Running in The Heat: How To Avoid Heatstroke!
In general, running in temperatures about 95 degrees Fahrenheit is too hot unless proper measures to stay cool and seek shade are made. You’ll know it when it is too hot to run. Running slow will feel like an intense struggle.
Summer is here, which means time for running in the heat! Running in hot weather can boost your fitness, but it also comes with the dangers of heatstroke and other heat-related illnesses.
We want to help you get the benefits of running in the heat in a safe way.
In this article, we will cover what you need to know about running in the heat and how to avoid heatstroke.
So, let’s go!
How does running in the heat affect you?
Running in the heat makes your body work extra hard to keep cool. This requires an elevated need for oxygen to flow to the skin to keep it cool AND also to our working muscles. This increased oxygen need elevates our heart rate.

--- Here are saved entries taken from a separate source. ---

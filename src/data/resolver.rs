//! Index resolution: (region, date) -> index value
//!
//! A missing cell is looked up under the region's successor code when the
//! date falls in or after the succession year. The number of successor hops
//! is bounded; revisiting a region or running past the bound fails with
//! [`CucopyError::FallbackCycle`].

use super::succession::SuccessionTable;
use super::table::{IndexTable, TableSource};
use crate::config::{ParserConfig, Settings};
use crate::error::{CucopyError, Result};
use chrono::{Datelike, NaiveDate};
use std::path::Path;
use std::sync::Arc;

/// Default number of successor hops followed per lookup
pub const DEFAULT_MAX_HOPS: usize = 1;

/// Source of index values (CPI, exchange rates) keyed by region and date
pub trait IndexSource: Send + Sync {
    /// Index value for a region at a date
    fn index_value(&self, region: &str, date: NaiveDate) -> Result<f64>;

    /// Region used when a caller does not name one
    fn default_region(&self) -> Option<&str> {
        None
    }

    /// Resolve several dates for one region
    fn index_values(&self, region: &str, dates: &[NaiveDate]) -> Vec<Result<f64>> {
        dates
            .iter()
            .map(|date| self.index_value(region, *date))
            .collect()
    }

    /// Check if a value is available
    fn has_index(&self, region: &str, date: NaiveDate) -> bool {
        self.index_value(region, date).is_ok()
    }
}

/// Resolves index values from a shared, read-only [`IndexTable`]
#[derive(Debug, Clone)]
pub struct IndexResolver {
    table: Arc<IndexTable>,
    max_hops: usize,
}

impl IndexResolver {
    pub fn new(table: IndexTable) -> Self {
        Self::from_shared(Arc::new(table))
    }

    pub fn from_shared(table: Arc<IndexTable>) -> Self {
        Self {
            table,
            max_hops: DEFAULT_MAX_HOPS,
        }
    }

    /// Set how many successor hops a lookup may follow
    pub fn with_max_hops(mut self, max_hops: usize) -> Self {
        self.max_hops = max_hops;
        self
    }

    /// Load a table with `source` and resolve against it
    pub fn load(source: &TableSource, path: &Path) -> Result<Self> {
        Ok(Self::new(source.load(path)?))
    }

    /// Bundesbank CPI series at its configured location
    pub fn bundesbank(settings: &Settings, parser: &ParserConfig) -> Result<Self> {
        Self::load(&TableSource::series(parser), &settings.series_path(parser))
    }

    /// Bundesbank CPI series from an explicit file
    pub fn bundesbank_from_path(path: &Path, parser: &ParserConfig) -> Result<Self> {
        Self::load(&TableSource::series(parser), path)
    }

    /// World Bank CPI table with succession records applied when the
    /// succession table exists
    pub fn world_cpi(settings: &Settings) -> Result<Self> {
        Self::world_table(settings, &settings.world_cpi_path())
    }

    pub(crate) fn world_table(settings: &Settings, path: &Path) -> Result<Self> {
        let mut table = TableSource::world_from_settings(settings).load(path)?;

        let succession_path = settings.world_succession_path();
        if succession_path.exists() {
            let successions = SuccessionTable::load(&succession_path, settings.world_skip_lines)?;
            let applied = table.apply_successions(&successions);
            log::debug!("Applied {} succession record(s)", applied);
        } else {
            log::debug!(
                "No succession table at {}, fallback disabled",
                succession_path.display()
            );
        }

        Ok(Self::new(table))
    }

    pub fn table(&self) -> &IndexTable {
        &self.table
    }

    pub fn shared_table(&self) -> Arc<IndexTable> {
        Arc::clone(&self.table)
    }

    pub fn max_hops(&self) -> usize {
        self.max_hops
    }

    /// Resolve the index value for `region` at `date`
    pub fn resolve(&self, region: &str, date: NaiveDate) -> Result<f64> {
        let mut chain = vec![region.to_string()];
        self.resolve_in_chain(region, date, &mut chain)
    }

    fn resolve_in_chain(&self, region: &str, date: NaiveDate, chain: &mut Vec<String>) -> Result<f64> {
        let row = self
            .table
            .row(region)
            .ok_or_else(|| CucopyError::UnknownRegion(region.to_string()))?;

        let period = self.table.granularity().period_of(date);
        if let Some(value) = row.value(period) {
            return Ok(value);
        }

        let unavailable = || CucopyError::IndexUnavailable {
            region: region.to_string(),
            period,
            earliest: row.earliest(),
            latest: row.latest(),
        };

        let succession = match row.successor() {
            Some(s) if s.applies_to(date.year()) => s,
            _ => return Err(unavailable()),
        };

        let successor = succession.successor();
        let revisits = chain.iter().any(|code| code == successor);
        chain.push(successor.to_string());
        if revisits || chain.len() - 1 > self.max_hops {
            return Err(CucopyError::FallbackCycle {
                region: chain[0].clone(),
                chain: chain.clone(),
            });
        }

        log::debug!(
            "No value for {} at {}, falling back to successor {}",
            region,
            period,
            successor
        );

        match self.resolve_in_chain(successor, date, chain) {
            Ok(value) => Ok(value),
            Err(CucopyError::UnknownRegion(_)) | Err(CucopyError::IndexUnavailable { .. }) => {
                Err(unavailable())
            }
            Err(e) => Err(e),
        }
    }
}

impl IndexSource for IndexResolver {
    fn index_value(&self, region: &str, date: NaiveDate) -> Result<f64> {
        self.resolve(region, date)
    }

    fn default_region(&self) -> Option<&str> {
        self.table.default_region()
    }
}

#[cfg(test)]
mod tests {
    use super::*;
    use crate::config::Language;
    use crate::data::period::{Granularity, Period};
    use crate::data::table::RegionRow;

    fn date(y: i32, m: u32, d: u32) -> NaiveDate {
        NaiveDate::from_ymd_opt(y, m, d).unwrap()
    }

    fn exchange_table() -> IndexTable {
        let mut table = IndexTable::new(Granularity::Annual, Language::En);
        table.insert_row(
            RegionRow::new("DEU")
                .with_value(Period::annual(1997), Some(1.73))
                .with_value(Period::annual(1998), Some(1.76))
                .with_value(Period::annual(1999), None)
                .with_value(Period::annual(2000), None)
                .with_successor("EMU", 1999),
        );
        table.insert_row(
            RegionRow::new("EMU")
                .with_value(Period::annual(1999), Some(0.94))
                .with_value(Period::annual(2000), None),
        );
        table.insert_row(
            RegionRow::new("FRA")
                .with_value(Period::annual(1997), None)
                .with_value(Period::annual(1998), Some(5.9))
                .with_successor("EMU", 1999),
        );
        table.insert_row(RegionRow::new("XKX").with_value(Period::annual(1999), None));
        table
    }

    #[test]
    fn test_resolve_present_cell() {
        let resolver = IndexResolver::new(exchange_table());
        assert_eq!(resolver.resolve("DEU", date(1998, 6, 1)).unwrap(), 1.76);
    }

    #[test]
    fn test_unknown_region() {
        let resolver = IndexResolver::new(exchange_table());
        let err = resolver.resolve("ABC", date(1998, 6, 1)).unwrap_err();
        assert!(matches!(err, CucopyError::UnknownRegion(code) if code == "ABC"));
    }

    #[test]
    fn test_successor_fallback() {
        let resolver = IndexResolver::new(exchange_table());
        assert_eq!(resolver.resolve("DEU", date(1999, 3, 1)).unwrap(), 0.94);
    }

    #[test]
    fn test_no_fallback_before_succession_year() {
        let resolver = IndexResolver::new(exchange_table());
        let err = resolver.resolve("FRA", date(1997, 3, 1)).unwrap_err();
        match err {
            CucopyError::IndexUnavailable {
                region,
                period,
                earliest,
                latest,
            } => {
                assert_eq!(region, "FRA");
                assert_eq!(period, Period::annual(1997));
                assert_eq!(earliest, Some(Period::annual(1998)));
                assert_eq!(latest, Some(Period::annual(1998)));
            }
            other => panic!("unexpected error: {:?}", other),
        }
    }

    #[test]
    fn test_successor_also_missing_reports_primary() {
        let resolver = IndexResolver::new(exchange_table());
        let err = resolver.resolve("DEU", date(2000, 1, 1)).unwrap_err();
        assert!(matches!(
            err,
            CucopyError::IndexUnavailable { ref region, latest: Some(_), .. } if region == "DEU"
        ));
    }

    #[test]
    fn test_empty_row_has_no_bounds() {
        let resolver = IndexResolver::new(exchange_table());
        let err = resolver.resolve("XKX", date(1999, 1, 1)).unwrap_err();
        assert!(matches!(
            err,
            CucopyError::IndexUnavailable {
                earliest: None,
                latest: None,
                ..
            }
        ));
    }

    #[test]
    fn test_date_outside_columns() {
        let resolver = IndexResolver::new(exchange_table());
        let err = resolver.resolve("EMU", date(2030, 1, 1)).unwrap_err();
        assert!(matches!(err, CucopyError::IndexUnavailable { .. }));
    }

    #[test]
    fn test_cycle_is_detected() {
        let mut table = IndexTable::new(Granularity::Annual, Language::En);
        table.insert_row(
            RegionRow::new("AAA")
                .with_value(Period::annual(2000), None)
                .with_successor("BBB", 1990),
        );
        table.insert_row(
            RegionRow::new("BBB")
                .with_value(Period::annual(2000), None)
                .with_successor("AAA", 1990),
        );
        let resolver = IndexResolver::new(table).with_max_hops(5);

        let err = resolver.resolve("AAA", date(2000, 1, 1)).unwrap_err();
        match err {
            CucopyError::FallbackCycle { region, chain } => {
                assert_eq!(region, "AAA");
                assert_eq!(chain, vec!["AAA", "BBB", "AAA"]);
            }
            other => panic!("unexpected error: {:?}", other),
        }
    }

    #[test]
    fn test_hop_limit() {
        let mut table = IndexTable::new(Granularity::Annual, Language::En);
        table.insert_row(
            RegionRow::new("AAA")
                .with_value(Period::annual(2000), None)
                .with_successor("BBB", 1990),
        );
        table.insert_row(
            RegionRow::new("BBB")
                .with_value(Period::annual(2000), None)
                .with_successor("CCC", 1990),
        );
        table.insert_row(RegionRow::new("CCC").with_value(Period::annual(2000), Some(3.0)));

        let strict = IndexResolver::new(table.clone());
        assert!(matches!(
            strict.resolve("AAA", date(2000, 1, 1)),
            Err(CucopyError::FallbackCycle { .. })
        ));

        let lenient = IndexResolver::new(table).with_max_hops(2);
        assert_eq!(lenient.resolve("AAA", date(2000, 1, 1)).unwrap(), 3.0);
    }

    #[test]
    fn test_index_source_defaults() {
        let resolver = IndexResolver::new(exchange_table());
        assert!(resolver.has_index("DEU", date(1997, 1, 1)));
        assert!(!resolver.has_index("XKX", date(1999, 1, 1)));
        assert_eq!(resolver.default_region(), None);

        let results = resolver.index_values("DEU", &[date(1997, 1, 1), date(2000, 1, 1)]);
        assert!(results[0].is_ok());
        assert!(results[1].is_err());
    }
}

If it is also humid outside, your body needs to work even harder because the sweat isn’t evaporating, which raises our body temperature even more.
What heat is too hot to run in?
In general, running in temperatures about 95 degrees Fahrenheit is too hot unless proper measures to stay cool and seek shade are made.
You’ll know it when it is too hot to run.
Running slow will feel like an intense struggle.
Can you get sick from running in the heat?
Yes, you can get sick from running in the heat with exercise-related heat exhaustion.
Heat exhaustion is when your body temperature rises above normal. It is the precursor to more serious heat-related illnesses such as heatstroke.
Heatstroke is a life-threatening condition that happens when your core body temperature reaches 104 Fahrenheit or higher. It requires immediate medical attention to prevent permanent damage to your brain and other vital organs that can result in death.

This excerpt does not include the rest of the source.